Data records
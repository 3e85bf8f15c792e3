use shared::i18n::Language;
use web_sys::HtmlSelectElement;
use yew::prelude::*;

use crate::context::AppContext;

#[function_component(LanguageSwitcher)]
pub fn language_switcher() -> Html {
    let ctx = use_context::<AppContext>().expect("AppContext not found");

    let onchange = {
        let switch_language = ctx.actions.switch_language.clone();
        Callback::from(move |e: Event| {
            let select: HtmlSelectElement = e.target_unchecked_into();
            if let Some(language) = Language::from_code(&select.value()) {
                switch_language.emit(language);
            }
        })
    };

    html! {
        <div class="language-switcher">
            <label for="language-select">{ctx.t("language.label")}</label>
            <select id="language-select" {onchange}>
                {for Language::ALL.iter().map(|language| html! {
                    <option
                        value={language.code()}
                        selected={*language == ctx.language}
                    >
                        {language.native_name()}
                    </option>
                })}
            </select>
        </div>
    }
}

- [Aim of the exercise] Pick out and copy the lines of the entries that hold the string "AppContext".

- [Reply to the exercise]
use crate::context::AppContext;
    let ctx = use_context::<AppContext>().expect("AppContext not found");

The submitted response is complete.